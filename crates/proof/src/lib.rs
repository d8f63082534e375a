//! Conversion of indexer-supplied Merkle proofs into the fixed-depth
//! sibling arrays the destination bridge contract verifies against.
//!
//! This is purely a format transform. Nothing here hashes or checks a proof
//! against a root; that is the destination verifier's job at claim time.

pub mod adapter;
pub mod errors;
pub mod vectors;

pub use adapter::{convert_proof, ClaimProof, MerklePath, TREE_DEPTH};
pub use errors::ProofError;
mod client;
pub mod error;
pub mod traits;
pub mod types;

pub use client::EvmClient;
pub use error::{ClientError, ClientResult};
_ _ _
Please transcribe each of the entries, exactly as written.

filename crates/proof/src/lib.rs
repository d8f63082534e375a
//! Conversion of indexer-supplied Merkle proofs into the fixed-depth
//! sibling arrays the destination bridge contract verifies against.
//!
//! This is purely a format transform. Nothing here hashes or checks a proof
//! against a root; that is the destination verifier's job at claim time.

pub mod adapter;
pub mod errors;
pub mod vectors;

pub use adapter::{convert_proof, ClaimProof, MerklePath, TREE_DEPTH};
pub use errors::ProofError;
mod client;
pub mod error;
pub mod traits;
pub mod types;

pub use client::EvmClient;
pub use error::{ClientError, ClientResult};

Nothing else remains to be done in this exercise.